Work task: The records below must be transcribed exactly.

Records shown:
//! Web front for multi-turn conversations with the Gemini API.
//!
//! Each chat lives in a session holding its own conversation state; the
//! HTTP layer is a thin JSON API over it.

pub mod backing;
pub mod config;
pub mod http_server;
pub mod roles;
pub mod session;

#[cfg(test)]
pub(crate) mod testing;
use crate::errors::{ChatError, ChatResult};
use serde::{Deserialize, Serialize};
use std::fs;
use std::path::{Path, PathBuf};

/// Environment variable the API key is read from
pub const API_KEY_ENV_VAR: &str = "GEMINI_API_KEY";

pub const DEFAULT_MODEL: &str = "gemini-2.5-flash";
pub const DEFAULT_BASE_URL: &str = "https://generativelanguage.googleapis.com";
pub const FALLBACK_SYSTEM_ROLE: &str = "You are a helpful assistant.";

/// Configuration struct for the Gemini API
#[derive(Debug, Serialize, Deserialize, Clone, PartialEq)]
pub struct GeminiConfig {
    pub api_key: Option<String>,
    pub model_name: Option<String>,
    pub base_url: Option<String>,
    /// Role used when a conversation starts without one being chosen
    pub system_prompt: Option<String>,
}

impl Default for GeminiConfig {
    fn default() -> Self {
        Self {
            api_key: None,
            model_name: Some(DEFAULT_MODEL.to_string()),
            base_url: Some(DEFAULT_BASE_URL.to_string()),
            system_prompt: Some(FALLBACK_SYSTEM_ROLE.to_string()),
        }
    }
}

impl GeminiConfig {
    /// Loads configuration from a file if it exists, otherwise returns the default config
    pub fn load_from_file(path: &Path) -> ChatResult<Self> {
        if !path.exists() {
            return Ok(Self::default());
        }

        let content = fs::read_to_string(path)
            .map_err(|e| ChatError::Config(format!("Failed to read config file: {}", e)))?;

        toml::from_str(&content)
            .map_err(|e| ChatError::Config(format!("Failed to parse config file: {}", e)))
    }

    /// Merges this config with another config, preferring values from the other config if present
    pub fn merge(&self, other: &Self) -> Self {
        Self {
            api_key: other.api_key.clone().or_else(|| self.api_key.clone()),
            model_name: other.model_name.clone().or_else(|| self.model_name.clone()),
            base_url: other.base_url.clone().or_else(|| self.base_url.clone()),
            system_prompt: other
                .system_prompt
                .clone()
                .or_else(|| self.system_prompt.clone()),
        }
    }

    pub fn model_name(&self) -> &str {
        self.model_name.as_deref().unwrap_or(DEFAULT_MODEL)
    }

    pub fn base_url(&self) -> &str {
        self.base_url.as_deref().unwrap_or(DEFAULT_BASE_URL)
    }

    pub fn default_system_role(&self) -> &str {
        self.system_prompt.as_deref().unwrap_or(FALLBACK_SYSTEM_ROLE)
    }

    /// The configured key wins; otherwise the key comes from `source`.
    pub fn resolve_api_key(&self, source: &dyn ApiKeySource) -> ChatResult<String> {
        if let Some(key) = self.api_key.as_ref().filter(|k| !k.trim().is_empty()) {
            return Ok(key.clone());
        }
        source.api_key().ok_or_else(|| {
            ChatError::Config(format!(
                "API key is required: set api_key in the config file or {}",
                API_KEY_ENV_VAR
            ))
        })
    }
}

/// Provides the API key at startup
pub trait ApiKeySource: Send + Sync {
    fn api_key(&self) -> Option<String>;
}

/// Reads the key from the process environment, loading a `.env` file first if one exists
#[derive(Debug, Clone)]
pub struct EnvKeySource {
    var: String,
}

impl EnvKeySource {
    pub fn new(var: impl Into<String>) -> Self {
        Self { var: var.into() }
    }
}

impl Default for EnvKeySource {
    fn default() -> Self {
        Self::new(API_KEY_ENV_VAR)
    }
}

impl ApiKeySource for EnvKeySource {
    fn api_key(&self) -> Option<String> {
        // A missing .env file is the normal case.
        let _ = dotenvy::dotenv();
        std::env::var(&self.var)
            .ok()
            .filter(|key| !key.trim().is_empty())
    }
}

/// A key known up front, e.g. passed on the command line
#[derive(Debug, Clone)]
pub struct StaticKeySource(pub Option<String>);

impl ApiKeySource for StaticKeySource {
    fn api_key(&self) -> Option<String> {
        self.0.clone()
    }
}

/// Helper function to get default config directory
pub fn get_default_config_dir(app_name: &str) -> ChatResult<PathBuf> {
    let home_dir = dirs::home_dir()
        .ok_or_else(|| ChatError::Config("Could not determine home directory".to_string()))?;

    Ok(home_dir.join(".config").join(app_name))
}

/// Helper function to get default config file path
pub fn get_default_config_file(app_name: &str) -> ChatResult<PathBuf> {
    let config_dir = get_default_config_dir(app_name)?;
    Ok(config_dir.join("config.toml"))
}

Solution to this exercise:
//! Web front for multi-turn conversations with the Gemini API.
//!
//! Each chat lives in a session holding its own conversation state; the
//! HTTP layer is a thin JSON API over it.

pub mod backing;
pub mod config;
pub mod http_server;
pub mod roles;
pub mod session;

#[cfg(test)]
pub(crate) mod testing;
use crate::errors::{ChatError, ChatResult};
use serde::{Deserialize, Serialize};
use std::fs;
use std::path::{Path, PathBuf};

/// Environment variable the API key is read from
pub const API_KEY_ENV_VAR: &str = "GEMINI_API_KEY";

pub const DEFAULT_MODEL: &str = "gemini-2.5-flash";
pub const DEFAULT_BASE_URL: &str = "https://generativelanguage.googleapis.com";
pub const FALLBACK_SYSTEM_ROLE: &str = "You are a helpful assistant.";

/// Configuration struct for the Gemini API
#[derive(Debug, Serialize, Deserialize, Clone, PartialEq)]
pub struct GeminiConfig {
    pub api_key: Option<String>,
    pub model_name: Option<String>,
    pub base_url: Option<String>,
    /// Role used when a conversation starts without one being chosen
    pub system_prompt: Option<String>,
}

impl Default for GeminiConfig {
    fn default() -> Self {
        Self {
            api_key: None,
            model_name: Some(DEFAULT_MODEL.to_string()),
            base_url: Some(DEFAULT_BASE_URL.to_string()),
            system_prompt: Some(FALLBACK_SYSTEM_ROLE.to_string()),
        }
    }
}

impl GeminiConfig {
    /// Loads configuration from a file if it exists, otherwise returns the default config
    pub fn load_from_file(path: &Path) -> ChatResult<Self> {
        if !path.exists() {
            return Ok(Self::default());
        }

        let content = fs::read_to_string(path)
            .map_err(|e| ChatError::Config(format!("Failed to read config file: {}", e)))?;

        toml::from_str(&content)
            .map_err(|e| ChatError::Config(format!("Failed to parse config file: {}", e)))
    }

    /// Merges this config with another config, preferring values from the other config if present
    pub fn merge(&self, other: &Self) -> Self {
        Self {
            api_key: other.api_key.clone().or_else(|| self.api_key.clone()),
            model_name: other.model_name.clone().or_else(|| self.model_name.clone()),
            base_url: other.base_url.clone().or_else(|| self.base_url.clone()),
            system_prompt: other
                .system_prompt
                .clone()
                .or_else(|| self.system_prompt.clone()),
        }
    }

    pub fn model_name(&self) -> &str {
        self.model_name.as_deref().unwrap_or(DEFAULT_MODEL)
    }

    pub fn base_url(&self) -> &str {
        self.base_url.as_deref().unwrap_or(DEFAULT_BASE_URL)
    }

    pub fn default_system_role(&self) -> &str {
        self.system_prompt.as_deref().unwrap_or(FALLBACK_SYSTEM_ROLE)
    }

    /// The configured key wins; otherwise the key comes from `source`.
    pub fn resolve_api_key(&self, source: &dyn ApiKeySource) -> ChatResult<String> {
        if let Some(key) = self.api_key.as_ref().filter(|k| !k.trim().is_empty()) {
            return Ok(key.clone());
        }
        source.api_key().ok_or_else(|| {
            ChatError::Config(format!(
                "API key is required: set api_key in the config file or {}",
                API_KEY_ENV_VAR
            ))
        })
    }
}

/// Provides the API key at startup
pub trait ApiKeySource: Send + Sync {
    fn api_key(&self) -> Option<String>;
}

/// Reads the key from the process environment, loading a `.env` file first if one exists
#[derive(Debug, Clone)]
pub struct EnvKeySource {
    var: String,
}

impl EnvKeySource {
    pub fn new(var: impl Into<String>) -> Self {
        Self { var: var.into() }
    }
}

impl Default for EnvKeySource {
    fn default() -> Self {
        Self::new(API_KEY_ENV_VAR)
    }
}

impl ApiKeySource for EnvKeySource {
    fn api_key(&self) -> Option<String> {
        // A missing .env file is the normal case.
        let _ = dotenvy::dotenv();
        std::env::var(&self.var)
            .ok()
            .filter(|key| !key.trim().is_empty())
    }
}

/// A key known up front, e.g. passed on the command line
#[derive(Debug, Clone)]
pub struct StaticKeySource(pub Option<String>);

impl ApiKeySource for StaticKeySource {
    fn api_key(&self) -> Option<String> {
        self.0.clone()
    }
}

/// Helper function to get default config directory
pub fn get_default_config_dir(app_name: &str) -> ChatResult<PathBuf> {
    let home_dir = dirs::home_dir()
        .ok_or_else(|| ChatError::Config("Could not determine home directory".to_string()))?;

    Ok(home_dir.join(".config").join(app_name))
}

/// Helper function to get default config file path
pub fn get_default_config_file(app_name: &str) -> ChatResult<PathBuf> {
    let config_dir = get_default_config_dir(app_name)?;
    Ok(config_dir.join("config.toml"))
}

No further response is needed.